● **EXERCISE DETAILS**
In the entries below, find the line with "pub mod local;" and the line with "const SESSION_KEY: &str". Reproduce those two lines and every line between them exactly, and nothing more.

[Data records]
============================================================

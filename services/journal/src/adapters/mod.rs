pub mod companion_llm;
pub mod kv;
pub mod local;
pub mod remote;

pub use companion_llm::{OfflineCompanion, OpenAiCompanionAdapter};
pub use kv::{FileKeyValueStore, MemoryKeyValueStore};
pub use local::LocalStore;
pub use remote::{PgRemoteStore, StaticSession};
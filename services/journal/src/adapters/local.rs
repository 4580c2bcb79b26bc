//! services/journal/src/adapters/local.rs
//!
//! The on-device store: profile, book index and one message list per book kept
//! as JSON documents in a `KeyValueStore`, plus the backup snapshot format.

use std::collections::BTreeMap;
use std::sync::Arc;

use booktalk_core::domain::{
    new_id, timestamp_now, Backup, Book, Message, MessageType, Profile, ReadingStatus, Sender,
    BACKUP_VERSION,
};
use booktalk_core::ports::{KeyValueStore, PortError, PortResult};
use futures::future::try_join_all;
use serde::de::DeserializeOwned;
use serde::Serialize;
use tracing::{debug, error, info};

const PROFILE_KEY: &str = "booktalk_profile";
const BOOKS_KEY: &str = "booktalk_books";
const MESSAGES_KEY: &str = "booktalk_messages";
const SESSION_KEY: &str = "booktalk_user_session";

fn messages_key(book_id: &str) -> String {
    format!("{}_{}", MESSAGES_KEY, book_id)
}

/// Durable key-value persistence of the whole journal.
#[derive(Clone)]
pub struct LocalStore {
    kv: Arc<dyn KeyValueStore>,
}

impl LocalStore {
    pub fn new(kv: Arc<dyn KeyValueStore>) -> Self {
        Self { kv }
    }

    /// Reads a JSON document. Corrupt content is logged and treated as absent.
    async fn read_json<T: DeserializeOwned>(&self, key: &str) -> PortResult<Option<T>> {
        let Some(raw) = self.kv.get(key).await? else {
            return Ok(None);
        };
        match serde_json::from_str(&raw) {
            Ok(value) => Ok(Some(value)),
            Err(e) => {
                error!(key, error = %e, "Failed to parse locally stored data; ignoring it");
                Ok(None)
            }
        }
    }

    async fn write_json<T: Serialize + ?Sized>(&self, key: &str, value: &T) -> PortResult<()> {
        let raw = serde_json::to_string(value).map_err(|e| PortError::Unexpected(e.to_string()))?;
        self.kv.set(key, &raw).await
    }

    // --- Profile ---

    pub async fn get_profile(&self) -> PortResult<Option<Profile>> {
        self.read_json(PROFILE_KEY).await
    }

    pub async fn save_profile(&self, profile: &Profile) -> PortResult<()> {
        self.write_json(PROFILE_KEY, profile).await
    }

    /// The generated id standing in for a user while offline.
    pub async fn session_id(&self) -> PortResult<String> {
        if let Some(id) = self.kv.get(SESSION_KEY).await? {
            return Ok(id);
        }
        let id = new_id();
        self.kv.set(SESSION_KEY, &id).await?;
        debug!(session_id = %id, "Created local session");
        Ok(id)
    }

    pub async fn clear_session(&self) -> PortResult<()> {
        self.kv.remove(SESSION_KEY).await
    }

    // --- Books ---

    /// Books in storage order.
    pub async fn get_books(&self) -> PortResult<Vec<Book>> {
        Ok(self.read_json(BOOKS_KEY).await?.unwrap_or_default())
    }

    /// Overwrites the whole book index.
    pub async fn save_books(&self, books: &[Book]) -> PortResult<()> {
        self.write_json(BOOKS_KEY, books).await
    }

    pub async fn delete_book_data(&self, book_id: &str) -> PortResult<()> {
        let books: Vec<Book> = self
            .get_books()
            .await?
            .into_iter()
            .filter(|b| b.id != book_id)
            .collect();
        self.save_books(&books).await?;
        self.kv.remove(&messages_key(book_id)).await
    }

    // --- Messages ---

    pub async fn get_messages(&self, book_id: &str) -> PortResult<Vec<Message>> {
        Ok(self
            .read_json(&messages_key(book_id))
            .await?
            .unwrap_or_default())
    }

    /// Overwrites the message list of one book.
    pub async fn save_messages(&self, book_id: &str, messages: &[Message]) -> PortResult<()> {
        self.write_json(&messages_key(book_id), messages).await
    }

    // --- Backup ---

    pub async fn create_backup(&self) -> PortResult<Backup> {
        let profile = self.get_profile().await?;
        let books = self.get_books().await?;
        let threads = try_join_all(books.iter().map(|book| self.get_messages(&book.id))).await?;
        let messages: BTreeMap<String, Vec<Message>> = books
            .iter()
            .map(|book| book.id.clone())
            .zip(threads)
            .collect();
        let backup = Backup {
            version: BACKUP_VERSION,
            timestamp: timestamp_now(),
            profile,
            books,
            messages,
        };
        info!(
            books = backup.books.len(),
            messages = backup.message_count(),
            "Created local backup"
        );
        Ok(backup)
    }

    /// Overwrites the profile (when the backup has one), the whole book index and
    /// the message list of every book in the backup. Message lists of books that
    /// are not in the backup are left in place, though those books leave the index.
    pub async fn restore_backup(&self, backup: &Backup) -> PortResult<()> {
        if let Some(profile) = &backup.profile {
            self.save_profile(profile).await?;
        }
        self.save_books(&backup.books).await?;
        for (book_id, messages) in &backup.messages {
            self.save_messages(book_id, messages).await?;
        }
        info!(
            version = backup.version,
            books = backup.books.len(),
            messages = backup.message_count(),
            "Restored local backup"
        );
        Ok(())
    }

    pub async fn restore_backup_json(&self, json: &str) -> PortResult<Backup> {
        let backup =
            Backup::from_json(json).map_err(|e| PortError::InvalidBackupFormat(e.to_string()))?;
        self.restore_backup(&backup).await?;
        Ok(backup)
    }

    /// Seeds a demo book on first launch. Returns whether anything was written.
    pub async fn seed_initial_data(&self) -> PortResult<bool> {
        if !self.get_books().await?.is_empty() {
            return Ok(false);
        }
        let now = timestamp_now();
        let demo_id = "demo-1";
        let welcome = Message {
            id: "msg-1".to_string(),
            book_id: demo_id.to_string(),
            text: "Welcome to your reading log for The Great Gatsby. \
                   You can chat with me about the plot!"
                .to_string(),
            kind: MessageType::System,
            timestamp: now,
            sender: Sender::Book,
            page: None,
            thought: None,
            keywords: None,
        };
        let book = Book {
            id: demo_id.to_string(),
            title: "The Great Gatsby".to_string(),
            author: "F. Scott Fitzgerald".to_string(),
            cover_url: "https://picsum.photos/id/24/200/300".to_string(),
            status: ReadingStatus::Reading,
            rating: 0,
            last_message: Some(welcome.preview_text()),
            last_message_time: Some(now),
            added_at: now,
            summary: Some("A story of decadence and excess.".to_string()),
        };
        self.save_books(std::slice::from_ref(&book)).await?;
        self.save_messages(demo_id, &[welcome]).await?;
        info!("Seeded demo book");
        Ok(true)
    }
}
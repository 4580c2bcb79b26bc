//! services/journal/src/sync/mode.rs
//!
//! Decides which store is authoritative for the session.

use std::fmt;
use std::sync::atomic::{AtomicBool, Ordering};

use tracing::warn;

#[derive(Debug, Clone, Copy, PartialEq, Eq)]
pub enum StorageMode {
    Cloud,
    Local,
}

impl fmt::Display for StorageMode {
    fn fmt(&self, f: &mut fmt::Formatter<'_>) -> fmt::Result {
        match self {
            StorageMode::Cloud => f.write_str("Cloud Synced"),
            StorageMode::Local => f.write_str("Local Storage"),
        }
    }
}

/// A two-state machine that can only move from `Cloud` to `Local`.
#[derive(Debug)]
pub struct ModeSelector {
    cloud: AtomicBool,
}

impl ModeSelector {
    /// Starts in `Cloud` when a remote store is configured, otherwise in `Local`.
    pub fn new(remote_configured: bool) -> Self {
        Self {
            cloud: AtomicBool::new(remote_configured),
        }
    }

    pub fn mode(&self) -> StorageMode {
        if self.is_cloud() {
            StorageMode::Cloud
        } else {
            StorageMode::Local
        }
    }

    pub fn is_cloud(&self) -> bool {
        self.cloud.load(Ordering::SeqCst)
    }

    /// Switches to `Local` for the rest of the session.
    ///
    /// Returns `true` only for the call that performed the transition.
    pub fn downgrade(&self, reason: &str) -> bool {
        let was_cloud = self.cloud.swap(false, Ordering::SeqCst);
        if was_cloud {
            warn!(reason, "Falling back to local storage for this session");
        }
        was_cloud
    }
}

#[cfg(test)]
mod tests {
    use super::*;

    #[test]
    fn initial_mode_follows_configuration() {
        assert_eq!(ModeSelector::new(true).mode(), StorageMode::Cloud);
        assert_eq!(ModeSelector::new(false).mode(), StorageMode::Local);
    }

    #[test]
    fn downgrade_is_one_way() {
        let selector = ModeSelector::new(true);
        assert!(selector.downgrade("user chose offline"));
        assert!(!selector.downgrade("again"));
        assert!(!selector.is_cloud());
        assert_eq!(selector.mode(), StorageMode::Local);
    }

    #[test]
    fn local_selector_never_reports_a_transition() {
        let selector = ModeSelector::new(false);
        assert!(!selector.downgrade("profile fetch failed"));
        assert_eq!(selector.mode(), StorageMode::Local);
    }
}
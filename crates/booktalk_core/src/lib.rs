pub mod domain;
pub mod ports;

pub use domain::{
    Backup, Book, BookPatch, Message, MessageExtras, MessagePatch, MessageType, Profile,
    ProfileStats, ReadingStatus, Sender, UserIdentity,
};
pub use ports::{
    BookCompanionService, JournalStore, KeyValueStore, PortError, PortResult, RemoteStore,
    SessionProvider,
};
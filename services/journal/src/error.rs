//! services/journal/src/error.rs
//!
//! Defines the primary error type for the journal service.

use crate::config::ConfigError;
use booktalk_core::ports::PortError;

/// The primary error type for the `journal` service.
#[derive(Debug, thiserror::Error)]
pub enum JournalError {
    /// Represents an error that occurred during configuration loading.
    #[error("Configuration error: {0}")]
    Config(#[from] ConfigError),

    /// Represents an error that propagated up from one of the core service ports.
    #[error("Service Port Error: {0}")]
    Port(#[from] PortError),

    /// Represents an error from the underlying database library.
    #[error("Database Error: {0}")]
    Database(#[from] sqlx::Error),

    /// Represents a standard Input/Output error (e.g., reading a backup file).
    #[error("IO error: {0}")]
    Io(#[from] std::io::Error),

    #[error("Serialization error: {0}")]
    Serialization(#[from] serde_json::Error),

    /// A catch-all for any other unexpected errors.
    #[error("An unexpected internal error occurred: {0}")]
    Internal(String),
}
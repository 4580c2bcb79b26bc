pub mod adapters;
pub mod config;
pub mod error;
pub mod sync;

============================================================

● **TASK RESPONSE**
pub mod local;
pub mod remote;

pub use companion_llm::{OfflineCompanion, OpenAiCompanionAdapter};
pub use kv::{FileKeyValueStore, MemoryKeyValueStore};
pub use local::LocalStore;
pub use remote::{PgRemoteStore, StaticSession};
filename services/journal/src/adapters/local.rs
repository 4580c2bcb79b26bc
//! services/journal/src/adapters/local.rs
//!
//! The on-device store: profile, book index and one message list per book kept
//! as JSON documents in a `KeyValueStore`, plus the backup snapshot format.

use std::collections::BTreeMap;
use std::sync::Arc;

use booktalk_core::domain::{
    new_id, timestamp_now, Backup, Book, Message, MessageType, Profile, ReadingStatus, Sender,
    BACKUP_VERSION,
};
use booktalk_core::ports::{KeyValueStore, PortError, PortResult};
use futures::future::try_join_all;
use serde::de::DeserializeOwned;
use serde::Serialize;
use tracing::{debug, error, info};

const PROFILE_KEY: &str = "booktalk_profile";
const BOOKS_KEY: &str = "booktalk_books";
const MESSAGES_KEY: &str = "booktalk_messages";
const SESSION_KEY: &str = "booktalk_user_session";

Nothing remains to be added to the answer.